[Stored data]
- - - - -

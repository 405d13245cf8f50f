//! # Boundary Validation
//!
//! Re-checks caller input against the same rules the column CHECKs enforce, so
//! bad input is rejected with a typed rule before a statement is prepared.
//!
//! ## Rules
//! - Required text fields must not be blank
//! - Email: something before the last `@`, and a `.` after it
//! - Phone: after stripping spaces, `-`, `(` and `)`, only digits, at least 10
//! - Date of birth strictly before today
//! - Event end date on or after its start date, capacity above zero
//! - Years of experience never negative

use crate::error::{ConnectError, ConnectResult, Rule};
use crate::model::{NewEvent, NewOrganisation, NewSkill, NewVolunteer, SkillClaim};
use chrono::NaiveDate;
use lazy_static::lazy_static;
use regex::Regex;

/// Minimum digits in a phone number
pub const MIN_PHONE_DIGITS: usize = 10;

/// Longest accepted skill search pattern
pub const MAX_PATTERN_LENGTH: usize = 100;

lazy_static! {
    /// Local part, then a domain containing at least one dot
    static ref EMAIL_REGEX: Regex = Regex::new(r"^[^@\s]+@[^@\s]*\.[^@\s]*$").unwrap();

    /// Characters users commonly type between phone digits
    static ref PHONE_SEPARATORS: Regex = Regex::new(r"[\s\-()]").unwrap();
}

fn require(field: &str, value: &str) -> ConnectResult<()> {
    if value.trim().is_empty() {
        return Err(ConnectError::violation(Rule::MissingField(field.to_string())));
    }
    Ok(())
}

pub fn validate_email(email: &str) -> ConnectResult<()> {
    if !EMAIL_REGEX.is_match(email.trim()) {
        return Err(ConnectError::violation(Rule::InvalidEmail));
    }
    Ok(())
}

pub fn validate_phone(phone: &str) -> ConnectResult<()> {
    let digits = PHONE_SEPARATORS.replace_all(phone, "");
    if digits.len() < MIN_PHONE_DIGITS || !digits.chars().all(|c| c.is_ascii_digit()) {
        return Err(ConnectError::violation(Rule::InvalidPhone));
    }
    Ok(())
}

pub fn validate_date_range(start: NaiveDate, end: NaiveDate) -> ConnectResult<()> {
    if end < start {
        return Err(ConnectError::violation(Rule::InvalidDateRange));
    }
    Ok(())
}

pub fn validate_volunteer(v: &NewVolunteer, today: NaiveDate) -> ConnectResult<()> {
    require("first_name", &v.first_name)?;
    require("last_name", &v.last_name)?;
    require("address", &v.address)?;
    validate_email(&v.email)?;
    validate_phone(&v.phone)?;
    if v.date_of_birth >= today {
        return Err(ConnectError::violation(Rule::InvalidDateOfBirth));
    }
    Ok(())
}

pub fn validate_organisation(o: &NewOrganisation) -> ConnectResult<()> {
    require("org_name", &o.org_name)?;
    require("address", &o.address)?;
    validate_email(&o.contact_email)?;
    validate_phone(&o.phone)
}

pub fn validate_skill(s: &NewSkill) -> ConnectResult<()> {
    require("skill_name", &s.skill_name)
}

pub fn validate_event(e: &NewEvent) -> ConnectResult<()> {
    require("event_name", &e.event_name)?;
    require("location", &e.location)?;
    validate_date_range(e.start_date, e.end_date)?;
    if e.max_volunteers <= 0 {
        return Err(ConnectError::violation(Rule::InvalidCapacity));
    }
    Ok(())
}

pub fn validate_skill_claim(claim: &SkillClaim) -> ConnectResult<()> {
    if claim.years_experience < 0 {
        return Err(ConnectError::violation(Rule::InvalidExperience));
    }
    Ok(())
}

/// Ids handed to queries must be positive
pub fn validate_id(name: &str, id: i64) -> ConnectResult<()> {
    if id <= 0 {
        return Err(ConnectError::InvalidArgument(format!(
            "{} must be positive, got {}",
            name, id
        )));
    }
    Ok(())
}

/// Checks a skill search pattern and returns it trimmed
pub fn validate_pattern(pattern: &str) -> ConnectResult<&str> {
    let trimmed = pattern.trim();
    if trimmed.is_empty() {
        return Err(ConnectError::InvalidArgument(
            "skill pattern must not be blank".to_string(),
        ));
    }
    if trimmed.chars().count() > MAX_PATTERN_LENGTH {
        return Err(ConnectError::InvalidArgument(format!(
            "skill pattern longer than {} characters",
            MAX_PATTERN_LENGTH
        )));
    }
    Ok(trimmed)
}

/// Escapes LIKE wildcards so the pattern matches literally (ESCAPE '\')
pub fn escape_like(pattern: &str) -> String {
    let mut escaped = String::with_capacity(pattern.len() + 2);
    for c in pattern.chars() {
        if matches!(c, '%' | '_' | '\\') {
            escaped.push('\\');
        }
        escaped.push(c);
    }
    escaped
}

#[cfg(test)]
mod tests {
    use super::*;

    fn rule_of(result: ConnectResult<()>) -> Rule {
        match result {
            Err(ConnectError::ConstraintViolation { rule }) => rule,
            other => panic!("expected constraint violation, got {:?}", other),
        }
    }

    #[test]
    fn test_validate_email() {
        assert!(validate_email("sarah.j@email.com").is_ok());
        assert!(validate_email("a@b.co").is_ok());

        assert_eq!(rule_of(validate_email("no-at-sign.com")), Rule::InvalidEmail);
        assert_eq!(rule_of(validate_email("user@localhost")), Rule::InvalidEmail);
        assert_eq!(rule_of(validate_email("@domain.com")), Rule::InvalidEmail);
    }

    #[test]
    fn test_validate_phone() {
        assert!(validate_phone("0412345678").is_ok());
        assert!(validate_phone("(02) 9876-5432").is_ok());

        assert_eq!(rule_of(validate_phone("12345")), Rule::InvalidPhone);
        assert_eq!(rule_of(validate_phone("04123456ab")), Rule::InvalidPhone);
    }

    #[test]
    fn test_validate_volunteer() {
        let today = NaiveDate::from_ymd_opt(2025, 6, 1).unwrap();
        let mut v = NewVolunteer {
            first_name: "Sarah".into(),
            last_name: "Johnson".into(),
            date_of_birth: NaiveDate::from_ymd_opt(1990, 3, 15).unwrap(),
            email: "sarah@example.com".into(),
            phone: "0412345678".into(),
            address: "1 George St".into(),
        };
        assert!(validate_volunteer(&v, today).is_ok());

        v.date_of_birth = today;
        assert_eq!(rule_of(validate_volunteer(&v, today)), Rule::InvalidDateOfBirth);

        v.date_of_birth = NaiveDate::from_ymd_opt(1990, 3, 15).unwrap();
        v.last_name = "  ".into();
        assert_eq!(
            rule_of(validate_volunteer(&v, today)),
            Rule::MissingField("last_name".to_string())
        );
    }

    #[test]
    fn test_validate_pattern() {
        assert_eq!(validate_pattern("  First Aid ").unwrap(), "First Aid");
        assert!(validate_pattern("   ").is_err());
        assert!(validate_pattern(&"x".repeat(MAX_PATTERN_LENGTH + 1)).is_err());
    }

    #[test]
    fn test_escape_like() {
        assert_eq!(escape_like("100%_sure"), "100\\%\\_sure");
        assert_eq!(escape_like("First Aid"), "First Aid");
    }
}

- - - - -

WORK INSTRUCTIONS:
A line belongs in the answer if it contains the word "search"; copy every such line from the data above.

FINAL ANSWER:
/// Longest accepted skill search pattern
/// Checks a skill search pattern and returns it trimmed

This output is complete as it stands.